Personally, I am a big fan of pumpkin as a food. Pumpkins grow within walking distance of where I live, so I have a near-ideal experience as a purchaser of pumpkins. I pay hardly anything for a big, heavy pumpkin, and it is as fresh as can be. In other regions, people may have the same experience with a different crop — pineapples, peppers, or rice, perhaps. If you live among pineapple fields, it is probably hard to imagine that a pineapple could cost as much as a pumpkin, but that is what I find here.

Of course, it is not just a question of your local agriculture. The money you have to spend, your access to food distribution, and your cooking abilities all play into your food choices, along with many other factors.

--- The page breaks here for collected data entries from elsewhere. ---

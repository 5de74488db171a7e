use serde::{Deserialize, Serialize};
use rand::{Rng, SeedableRng};
use rand_chacha::ChaCha8Rng;
use crate::config::GenerationConfig;
use crate::monsters::{CreatureLoader, Monster, SpawnExclusion, SpawnRules};
use super::{Coord, GenerationError, LayoutValidator, Level, LevelFactory};

/// A complete run: every floor in descent order plus the monsters waiting on each.
#[derive(Debug, Clone, PartialEq, Serialize, Deserialize)]
pub struct DungeonLayout {
    pub seed: u64,
    pub levels: Vec<Level>,
    pub creatures: Vec<Vec<Monster>>,
}

impl DungeonLayout {
    pub fn level_count(&self) -> usize {
        self.levels.len()
    }

    pub fn level(&self, index: usize) -> Option<&Level> {
        self.levels.get(index)
    }

    pub fn level_mut(&mut self, index: usize) -> Option<&mut Level> {
        self.levels.get_mut(index)
    }

    pub fn spawns(&self, index: usize) -> &[Monster] {
        self.creatures.get(index).map(|c| c.as_slice()).unwrap_or(&[])
    }

    /// Checks the structural guarantees of a generated run and describes
    /// every violation found. An empty list means the layout is sound.
    pub fn check_invariants(&self, config: &GenerationConfig) -> Vec<String> {
        let mut problems = Vec::new();
        let balance = config.balance();

        if self.levels.len() != self.creatures.len() {
            problems.push(format!(
                "{} levels but {} spawn lists",
                self.levels.len(),
                self.creatures.len()
            ));
        }

        for (i, level) in self.levels.iter().enumerate() {
            let board = &level.board;
            let stairs: Vec<Coord> = board.tiles().filter(|t| t.is_stairs()).map(|t| t.position).collect();
            if stairs.len() != 1 || board.stairs() != stairs.first().copied() {
                problems.push(format!("level {}: expected one stairs tile, found {}", i, stairs.len()));
            }
            if board.is_blocked(level.stairs()) {
                problems.push(format!("level {}: stairs at {} are blocked", i, level.stairs()));
            }
            if !balance.is_valid(board) {
                problems.push(format!("level {}: quadrants out of balance {:?}", i, balance.report(board).counts));
            }

            let expected_start = if i == 0 {
                board.center()
            } else {
                self.levels[i - 1].stairs()
            };
            if level.start != expected_start {
                problems.push(format!(
                    "level {}: starts at {} instead of {}",
                    i, level.start, expected_start
                ));
            }

            for coord in board.resource_positions() {
                if coord == level.start || coord == level.stairs() || board.is_blocked(coord) {
                    problems.push(format!("level {}: resource misplaced at {}", i, coord));
                }
            }

            let previous_stairs = if i > 0 { Some(self.levels[i - 1].stairs()) } else { None };
            let exclusion =
                SpawnExclusion::for_level(i, level.start, config.spawn_exclusion_radius, previous_stairs);
            let monsters = self.spawns(i);
            for (j, monster) in monsters.iter().enumerate() {
                let position = monster.position;
                if board.is_blocked(position) || exclusion.excludes(position) || position == level.stairs() {
                    problems.push(format!("level {}: monster misplaced at {}", i, position));
                }
                if monsters[j + 1..].iter().any(|other| other.position == position) {
                    problems.push(format!("level {}: two monsters share {}", i, position));
                }
            }
        }

        problems
    }
}

/// Chains floors together: each floor is carved from the stairs of the one above.
pub struct DungeonGenerator<V: LayoutValidator = super::QuadrantBalance> {
    pub config: GenerationConfig,
    factory: LevelFactory<V>,
    spawn_rules: SpawnRules,
}

impl DungeonGenerator {
    pub fn new(config: GenerationConfig) -> Result<Self, GenerationError> {
        config.validate()?;
        let factory = LevelFactory::from_config(&config);
        let spawn_rules = SpawnRules::from_config(&config);
        Ok(Self {
            config,
            factory,
            spawn_rules,
        })
    }
}

impl<V: LayoutValidator> DungeonGenerator<V> {
    pub fn with_validator(config: GenerationConfig, validator: V) -> Result<Self, GenerationError> {
        config.validate()?;
        let factory = LevelFactory::with_validator(&config, validator);
        let spawn_rules = SpawnRules::from_config(&config);
        Ok(Self {
            config,
            factory,
            spawn_rules,
        })
    }

    pub fn verbose(mut self, verbose: bool) -> Self {
        self.factory.verbose = verbose;
        self
    }

    /// Builds the whole dungeon from a seed. The same seed, configuration and
    /// templates always give the same layout.
    pub fn generate_dungeon<L: CreatureLoader>(&self, seed: u64, loader: &L) -> Result<DungeonLayout, GenerationError> {
        let mut rng = ChaCha8Rng::seed_from_u64(seed);
        let levels = self.build_levels(&mut rng)?;
        let creatures = self.populate(&levels, loader, &mut rng)?;

        Ok(DungeonLayout {
            seed,
            levels,
            creatures,
        })
    }

    /// Builds every floor in order, entering each one where the previous
    /// floor's stairs lie.
    pub fn build_levels<R: Rng + ?Sized>(&self, rng: &mut R) -> Result<Vec<Level>, GenerationError> {
        let mut levels: Vec<Level> = Vec::with_capacity(self.config.level_count);
        let mut start = Coord::new(self.config.width / 2, self.config.height / 2);

        for number in 0..self.config.level_count {
            let level = self.factory.build_level(number, start, rng)?;
            start = level.stairs();
            levels.push(level);
        }

        Ok(levels)
    }

    /// Spawns monsters on every finished floor.
    pub fn populate<L, R>(&self, levels: &[Level], loader: &L, rng: &mut R) -> Result<Vec<Vec<Monster>>, GenerationError>
    where
        L: CreatureLoader,
        R: Rng + ?Sized,
    {
        let mut creatures = Vec::with_capacity(levels.len());
        let mut previous_stairs = None;

        for level in levels {
            let monsters = self.spawn_rules.spawn_level(
                level.number,
                &level.board,
                level.start,
                previous_stairs,
                loader,
                rng,
            )?;
            creatures.push(monsters);
            previous_stairs = Some(level.stairs());
        }

        Ok(creatures)
    }
}
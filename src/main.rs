use std::path::PathBuf;
use anyhow::{Context, Result};
use clap::{Arg, ArgAction, ArgMatches, Command};
use broughlike::{
    random_seed, seed_from_str, BoardRenderer, DungeonGenerator, DungeonLayout, GenerationConfig,
    TemplateLibrary,
};

fn main() -> Result<()> {
    let common_args = [
        Arg::new("seed")
            .long("seed")
            .short('s')
            .help("Seed for the run; a random one is drawn when omitted"),
        Arg::new("config")
            .long("config")
            .short('c')
            .value_parser(clap::value_parser!(PathBuf))
            .help("JSON file with generation settings"),
        Arg::new("levels")
            .long("levels")
            .short('l')
            .value_parser(clap::value_parser!(usize))
            .help("Number of floors to generate"),
        Arg::new("monsters")
            .long("monsters")
            .value_parser(clap::value_parser!(PathBuf))
            .help("Directory of monster templates (*.json)"),
        Arg::new("verbose")
            .long("verbose")
            .short('v')
            .action(ArgAction::SetTrue)
            .help("Report how many layouts each floor needed"),
    ];

    let matches = Command::new("broughlike")
        .about("Dungeon floor generator for a small grid crawler")
        .version(env!("CARGO_PKG_VERSION"))
        .subcommand_required(true)
        .arg_required_else_help(true)
        .subcommand(
            Command::new("generate")
                .about("Generate a dungeon and print every floor")
                .args(common_args.clone())
                .arg(
                    Arg::new("json")
                        .long("json")
                        .action(ArgAction::SetTrue)
                        .help("Print the whole dungeon as JSON"),
                ),
        )
        .subcommand(
            Command::new("check")
                .about("Generate a dungeon and verify its structural guarantees")
                .args(common_args),
        )
        .get_matches();

    match matches.subcommand() {
        Some(("generate", sub)) => run_generate(sub),
        Some(("check", sub)) => run_check(sub),
        _ => Ok(()),
    }
}

fn load_config(matches: &ArgMatches) -> Result<GenerationConfig> {
    let mut config = match matches.get_one::<PathBuf>("config") {
        Some(path) => GenerationConfig::load(path)?,
        None => GenerationConfig::default(),
    };
    if let Some(levels) = matches.get_one::<usize>("levels") {
        config.level_count = *levels;
    }
    Ok(config)
}

fn build(matches: &ArgMatches) -> Result<(GenerationConfig, DungeonLayout)> {
    let config = load_config(matches)?;
    let seed = match matches.get_one::<String>("seed") {
        Some(text) => seed_from_str(text),
        None => random_seed(),
    };
    let library = match matches.get_one::<PathBuf>("monsters") {
        Some(dir) => TemplateLibrary::load_dir(dir)?,
        None => TemplateLibrary::builtin()?,
    };

    let generator = DungeonGenerator::new(config.clone())
        .context("Refusing to generate with this configuration")?
        .verbose(matches.get_flag("verbose"));
    let dungeon = generator
        .generate_dungeon(seed, &library)
        .with_context(|| format!("Failed to generate dungeon for seed {}", seed))?;

    Ok((config, dungeon))
}

fn run_generate(matches: &ArgMatches) -> Result<()> {
    let (_, dungeon) = build(matches)?;

    if matches.get_flag("json") {
        let json = serde_json::to_string_pretty(&dungeon)?;
        println!("{}", json);
        return Ok(());
    }

    println!("Seed: ({})", dungeon.seed);
    println!();
    for line in BoardRenderer::new(true).render_dungeon(&dungeon) {
        println!("{}", line);
    }
    Ok(())
}

fn run_check(matches: &ArgMatches) -> Result<()> {
    let (config, dungeon) = build(matches)?;
    let problems = dungeon.check_invariants(&config);

    println!("Seed: ({})", dungeon.seed);
    for (i, level) in dungeon.levels.iter().enumerate() {
        println!(
            "Level {}: {} open tiles, {} resources, {} monsters, {} attempts",
            i + 1,
            level.board.open_count(),
            level.board.resource_positions().len(),
            dungeon.spawns(i).len(),
            level.attempts
        );
    }

    if problems.is_empty() {
        println!("All checks passed");
        return Ok(());
    }
    for problem in &problems {
        eprintln!("{}", problem);
    }
    anyhow::bail!("{} check(s) failed", problems.len())
}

Some experts cite ideas of human history to support their “one diet” proposals, and this too is a mistake. The actual story of food in human history is that the people and nations that adapted to the food that was available to them were the ones that were most successful. There is no story of an ancient tribe that scoured the world searching for the ideal diet. What records we have of successful primal diets show a wide variation between one climate and another.

Some of the “ideal” diets that I have heard about would have a person spending $35 a day on food, or more. That is millionaire territory — $35 a day adds up to $1 million in a lifetime. And it is, in my opinion, unnecessary. Most of us, if we have kitchens to work in, still have plenty of ways we can improve the food we eat by spending less money. If we want to upgrade our diets, we may as well start there.